[Task statement]:
Retype word for word the lines of the data below, from the first to the one bearing "(the *direction* of the", with that one included.

^^^^^^^^

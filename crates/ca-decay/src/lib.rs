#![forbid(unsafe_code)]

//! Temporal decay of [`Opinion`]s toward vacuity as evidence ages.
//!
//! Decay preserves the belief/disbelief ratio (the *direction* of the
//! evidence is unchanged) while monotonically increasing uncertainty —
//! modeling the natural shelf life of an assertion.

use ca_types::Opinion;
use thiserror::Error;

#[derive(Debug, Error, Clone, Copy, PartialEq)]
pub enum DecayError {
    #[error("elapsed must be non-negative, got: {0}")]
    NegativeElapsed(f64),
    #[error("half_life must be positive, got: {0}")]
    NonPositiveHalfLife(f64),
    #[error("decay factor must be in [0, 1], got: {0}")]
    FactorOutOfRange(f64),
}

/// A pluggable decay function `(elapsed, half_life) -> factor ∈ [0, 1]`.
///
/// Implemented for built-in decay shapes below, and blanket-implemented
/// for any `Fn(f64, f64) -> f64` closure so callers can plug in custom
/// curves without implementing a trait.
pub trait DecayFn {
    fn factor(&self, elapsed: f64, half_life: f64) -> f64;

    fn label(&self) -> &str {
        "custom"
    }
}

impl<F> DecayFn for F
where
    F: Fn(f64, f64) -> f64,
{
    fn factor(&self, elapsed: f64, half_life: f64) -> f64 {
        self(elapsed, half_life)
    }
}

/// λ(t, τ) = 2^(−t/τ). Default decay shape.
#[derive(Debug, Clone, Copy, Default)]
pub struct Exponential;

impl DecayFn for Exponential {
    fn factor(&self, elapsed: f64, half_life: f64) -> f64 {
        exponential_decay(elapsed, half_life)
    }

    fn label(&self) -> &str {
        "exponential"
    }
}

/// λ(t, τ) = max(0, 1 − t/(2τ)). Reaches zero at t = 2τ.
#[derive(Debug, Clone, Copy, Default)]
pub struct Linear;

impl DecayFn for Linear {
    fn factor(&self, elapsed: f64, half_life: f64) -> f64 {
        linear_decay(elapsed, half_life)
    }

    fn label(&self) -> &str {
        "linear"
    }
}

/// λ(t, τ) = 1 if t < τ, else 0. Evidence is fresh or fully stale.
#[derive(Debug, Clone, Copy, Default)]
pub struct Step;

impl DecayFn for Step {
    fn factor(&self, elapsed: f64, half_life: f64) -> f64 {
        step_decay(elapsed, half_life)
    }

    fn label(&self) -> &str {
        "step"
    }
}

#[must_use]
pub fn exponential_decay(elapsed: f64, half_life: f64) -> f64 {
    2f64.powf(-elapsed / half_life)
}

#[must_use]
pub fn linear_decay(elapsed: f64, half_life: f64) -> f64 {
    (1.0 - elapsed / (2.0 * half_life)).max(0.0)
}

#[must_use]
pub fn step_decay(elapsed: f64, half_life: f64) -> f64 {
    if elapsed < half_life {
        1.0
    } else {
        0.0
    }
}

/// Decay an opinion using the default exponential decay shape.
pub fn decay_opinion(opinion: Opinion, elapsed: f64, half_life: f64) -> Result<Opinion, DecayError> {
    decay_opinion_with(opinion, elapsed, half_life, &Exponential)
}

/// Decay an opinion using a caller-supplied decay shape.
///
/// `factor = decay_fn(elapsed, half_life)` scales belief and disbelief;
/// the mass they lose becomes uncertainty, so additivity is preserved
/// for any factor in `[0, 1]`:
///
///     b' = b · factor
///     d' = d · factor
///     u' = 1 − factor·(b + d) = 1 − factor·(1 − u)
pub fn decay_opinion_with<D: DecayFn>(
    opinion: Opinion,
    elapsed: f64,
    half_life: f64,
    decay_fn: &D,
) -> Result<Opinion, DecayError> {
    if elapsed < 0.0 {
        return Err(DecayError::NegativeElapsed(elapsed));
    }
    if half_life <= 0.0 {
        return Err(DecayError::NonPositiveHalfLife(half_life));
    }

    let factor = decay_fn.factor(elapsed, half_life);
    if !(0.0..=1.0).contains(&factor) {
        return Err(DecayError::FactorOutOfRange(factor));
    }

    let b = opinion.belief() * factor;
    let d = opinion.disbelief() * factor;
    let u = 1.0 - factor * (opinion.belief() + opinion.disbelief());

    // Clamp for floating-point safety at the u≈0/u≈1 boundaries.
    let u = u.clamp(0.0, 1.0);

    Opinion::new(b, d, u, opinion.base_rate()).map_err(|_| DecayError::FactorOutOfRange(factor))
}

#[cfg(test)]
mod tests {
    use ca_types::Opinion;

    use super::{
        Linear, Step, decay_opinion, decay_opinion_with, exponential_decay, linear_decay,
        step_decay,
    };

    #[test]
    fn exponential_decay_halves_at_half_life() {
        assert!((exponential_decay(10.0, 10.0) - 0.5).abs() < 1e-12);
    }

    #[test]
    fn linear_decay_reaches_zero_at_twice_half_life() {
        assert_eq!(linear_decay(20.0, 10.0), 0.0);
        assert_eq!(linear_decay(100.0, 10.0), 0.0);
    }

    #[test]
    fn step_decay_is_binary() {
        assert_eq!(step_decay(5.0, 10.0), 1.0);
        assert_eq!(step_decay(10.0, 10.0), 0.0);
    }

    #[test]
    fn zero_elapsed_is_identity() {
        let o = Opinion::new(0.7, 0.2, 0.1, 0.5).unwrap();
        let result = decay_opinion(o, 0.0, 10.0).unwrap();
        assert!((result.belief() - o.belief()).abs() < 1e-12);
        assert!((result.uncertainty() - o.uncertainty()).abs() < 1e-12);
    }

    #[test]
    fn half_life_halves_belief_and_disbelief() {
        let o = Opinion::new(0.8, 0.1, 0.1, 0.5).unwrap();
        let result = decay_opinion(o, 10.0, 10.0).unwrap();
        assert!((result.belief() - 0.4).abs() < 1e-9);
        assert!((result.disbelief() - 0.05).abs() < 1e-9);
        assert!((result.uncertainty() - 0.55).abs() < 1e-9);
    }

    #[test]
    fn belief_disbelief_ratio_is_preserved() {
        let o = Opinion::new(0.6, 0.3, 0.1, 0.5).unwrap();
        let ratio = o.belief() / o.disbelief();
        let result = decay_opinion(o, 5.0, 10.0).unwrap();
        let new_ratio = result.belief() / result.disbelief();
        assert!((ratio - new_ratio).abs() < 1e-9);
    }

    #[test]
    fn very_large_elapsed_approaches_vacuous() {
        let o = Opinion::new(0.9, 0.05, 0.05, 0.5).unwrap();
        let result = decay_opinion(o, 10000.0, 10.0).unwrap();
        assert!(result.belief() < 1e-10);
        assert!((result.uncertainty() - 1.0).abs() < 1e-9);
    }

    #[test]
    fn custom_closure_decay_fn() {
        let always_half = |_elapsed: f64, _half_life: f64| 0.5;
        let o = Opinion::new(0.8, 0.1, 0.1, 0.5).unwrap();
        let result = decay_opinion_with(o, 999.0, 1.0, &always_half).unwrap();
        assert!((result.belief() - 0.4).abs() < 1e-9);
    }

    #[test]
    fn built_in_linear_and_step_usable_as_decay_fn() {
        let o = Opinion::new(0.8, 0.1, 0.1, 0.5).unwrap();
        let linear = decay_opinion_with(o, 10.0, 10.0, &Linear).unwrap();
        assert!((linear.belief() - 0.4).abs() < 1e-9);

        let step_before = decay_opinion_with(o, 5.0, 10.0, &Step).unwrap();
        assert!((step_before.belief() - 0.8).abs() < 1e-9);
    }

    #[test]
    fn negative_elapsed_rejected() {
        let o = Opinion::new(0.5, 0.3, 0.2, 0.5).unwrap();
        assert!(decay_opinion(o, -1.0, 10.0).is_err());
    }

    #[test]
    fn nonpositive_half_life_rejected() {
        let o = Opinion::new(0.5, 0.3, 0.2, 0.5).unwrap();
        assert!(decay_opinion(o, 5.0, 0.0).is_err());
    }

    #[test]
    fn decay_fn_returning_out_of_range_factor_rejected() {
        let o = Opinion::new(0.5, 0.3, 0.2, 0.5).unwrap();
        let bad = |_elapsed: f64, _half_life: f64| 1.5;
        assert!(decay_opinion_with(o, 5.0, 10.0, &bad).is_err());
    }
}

^^^^^^^^

[Answer for this exercise]:
filename crates/ca-decay/src/lib.rs
#![forbid(unsafe_code)]

//! Temporal decay of [`Opinion`]s toward vacuity as evidence ages.
//!
//! Decay preserves the belief/disbelief ratio (the *direction* of the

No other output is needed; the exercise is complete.